(Data extracted from a collection)
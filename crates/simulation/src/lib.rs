//! Simulated sharded ledger.
//!
//! An in-process implementation of [`shardrun_core::Ledger`] used by the
//! end-to-end tests and by the harness binary when no real endpoints are
//! configured.
//!
//! ```text
//! sign ──► signed txs ──► submit ──► mempool[p] ──► produce_block(p)
//!                                                      │
//!                               ┌──────────────────────┼────────────────┐
//!                               ▼                      ▼                ▼
//!                        ownership map          block results    header H-1
//!                     (resident / in transit)    broadcast[p]    broadcast[p]
//! ```

mod config;
mod ledger;

pub use config::{Faults, SimulationConfig};
pub use ledger::{Residency, SimulatedLedger};
//! Configuration for the simulated ledger.

use shardrun_types::Method;
use std::collections::HashMap;
use std::time::Duration;

/// Shape and fault injection for a [`crate::SimulatedLedger`].
#[derive(Debug, Clone)]
pub struct SimulationConfig {
    /// Number of partitions, numbered `1..=num_partitions`.
    pub num_partitions: u64,

    /// Maximum transactions executed per block.
    pub block_capacity: usize,

    /// Block interval used by [`crate::SimulatedLedger::spawn_producers`].
    pub block_interval: Duration,

    /// First ledger id handed out to created objects.
    ///
    /// Kept far above workload ids so that logical and ledger keys of
    /// created objects never collide.
    pub first_created_id: u64,

    /// Buffer of each broadcast stream. Slow subscribers lagging further
    /// than this lose items.
    pub stream_capacity: usize,

    /// Injected faults.
    pub faults: Faults,
}

impl Default for SimulationConfig {
    fn default() -> Self {
        Self::new(2)
    }
}

impl SimulationConfig {
    /// Create a config with `num_partitions` partitions and no faults.
    pub fn new(num_partitions: u64) -> Self {
        Self {
            num_partitions,
            block_capacity: 64,
            block_interval: Duration::from_millis(50),
            first_created_id: 1 << 40,
            stream_capacity: 4096,
            faults: Faults::default(),
        }
    }

    /// Set the block capacity.
    pub fn with_block_capacity(mut self, capacity: usize) -> Self {
        self.block_capacity = capacity.max(1);
        self
    }

    /// Set the block interval.
    pub fn with_block_interval(mut self, interval: Duration) -> Self {
        self.block_interval = interval;
        self
    }

    /// Set the injected faults.
    pub fn with_faults(mut self, faults: Faults) -> Self {
        self.faults = faults;
        self
    }
}

/// Faults the simulated ledger injects.
#[derive(Debug, Clone, Default)]
pub struct Faults {
    /// Proof fetches that fail transiently before the first success.
    pub proof_failures: u32,

    /// Submissions that fail transiently before the first success.
    pub submit_failures: u32,

    /// Never publish signed headers.
    pub suppress_headers: bool,

    /// Per method, how many executions fail with an exception before the
    /// method starts succeeding again.
    pub failing_methods: HashMap<Method, u32>,
}

impl Faults {
    /// Fail the first `n` proof fetches.
    pub fn with_proof_failures(mut self, n: u32) -> Self {
        self.proof_failures = n;
        self
    }

    /// Fail the first `n` submissions.
    pub fn with_submit_failures(mut self, n: u32) -> Self {
        self.submit_failures = n;
        self
    }

    /// Never publish signed headers.
    pub fn without_headers(mut self) -> Self {
        self.suppress_headers = true;
        self
    }

    /// Fail the first `times` executions of `method`.
    pub fn failing(mut self, method: Method, times: u32) -> Self {
        self.failing_methods.insert(method, times);
        self
    }
}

• What the exercise asks:
All of the entries should be repeated word for word.

• Your solution:
filename crates/simulation/src/lib.rs
//! Simulated sharded ledger.
//!
//! An in-process implementation of [`shardrun_core::Ledger`] used by the
//! end-to-end tests and by the harness binary when no real endpoints are
//! configured.
//!
//! ```text
//! sign ──► signed txs ──► submit ──► mempool[p] ──► produce_block(p)
//!                                                      │
//!                               ┌──────────────────────┼────────────────┐
//!                               ▼                      ▼                ▼
//!                        ownership map          block results    header H-1
//!                     (resident / in transit)    broadcast[p]    broadcast[p]
//! ```

mod config;
mod ledger;

pub use config::{Faults, SimulationConfig};
pub use ledger::{Residency, SimulatedLedger};
//! Configuration for the simulated ledger.

use shardrun_types::Method;
use std::collections::HashMap;
use std::time::Duration;

/// Shape and fault injection for a [`crate::SimulatedLedger`].
#[derive(Debug, Clone)]
pub struct SimulationConfig {
    /// Number of partitions, numbered `1..=num_partitions`.
    pub num_partitions: u64,

    /// Maximum transactions executed per block.
    pub block_capacity: usize,

    /// Block interval used by [`crate::SimulatedLedger::spawn_producers`].
    pub block_interval: Duration,

    /// First ledger id handed out to created objects.
    ///
    /// Kept far above workload ids so that logical and ledger keys of
    /// created objects never collide.
    pub first_created_id: u64,

    /// Buffer of each broadcast stream. Slow subscribers lagging further
    /// than this lose items.
    pub stream_capacity: usize,

    /// Injected faults.
    pub faults: Faults,
}

impl Default for SimulationConfig {
    fn default() -> Self {
        Self::new(2)
    }
}

impl SimulationConfig {
    /// Create a config with `num_partitions` partitions and no faults.
    pub fn new(num_partitions: u64) -> Self {
        Self {
            num_partitions,
            block_capacity: 64,
            block_interval: Duration::from_millis(50),
            first_created_id: 1 << 40,
            stream_capacity: 4096,
            faults: Faults::default(),
        }
    }

    /// Set the block capacity.
    pub fn with_block_capacity(mut self, capacity: usize) -> Self {
        self.block_capacity = capacity.max(1);
        self
    }

    /// Set the block interval.
    pub fn with_block_interval(mut self, interval: Duration) -> Self {
        self.block_interval = interval;
        self
    }

    /// Set the injected faults.
    pub fn with_faults(mut self, faults: Faults) -> Self {
        self.faults = faults;
        self
    }
}

/// Faults the simulated ledger injects.
#[derive(Debug, Clone, Default)]
pub struct Faults {
    /// Proof fetches that fail transiently before the first success.
    pub proof_failures: u32,

    /// Submissions that fail transiently before the first success.
    pub submit_failures: u32,

    /// Never publish signed headers.
    pub suppress_headers: bool,

    /// Per method, how many executions fail with an exception before the
    /// method starts succeeding again.
    pub failing_methods: HashMap<Method, u32>,
}

impl Faults {
    /// Fail the first `n` proof fetches.
    pub fn with_proof_failures(mut self, n: u32) -> Self {
        self.proof_failures = n;
        self
    }

    /// Fail the first `n` submissions.
    pub fn with_submit_failures(mut self, n: u32) -> Self {
        self.submit_failures = n;
        self
    }

    /// Never publish signed headers.
    pub fn without_headers(mut self) -> Self {
        self.suppress_headers = true;
        self
    }

    /// Fail the first `times` executions of `method`.
    pub fn failing(mut self, method: Method, times: u32) -> Self {
        self.failing_methods.insert(method, times);
        self
    }
}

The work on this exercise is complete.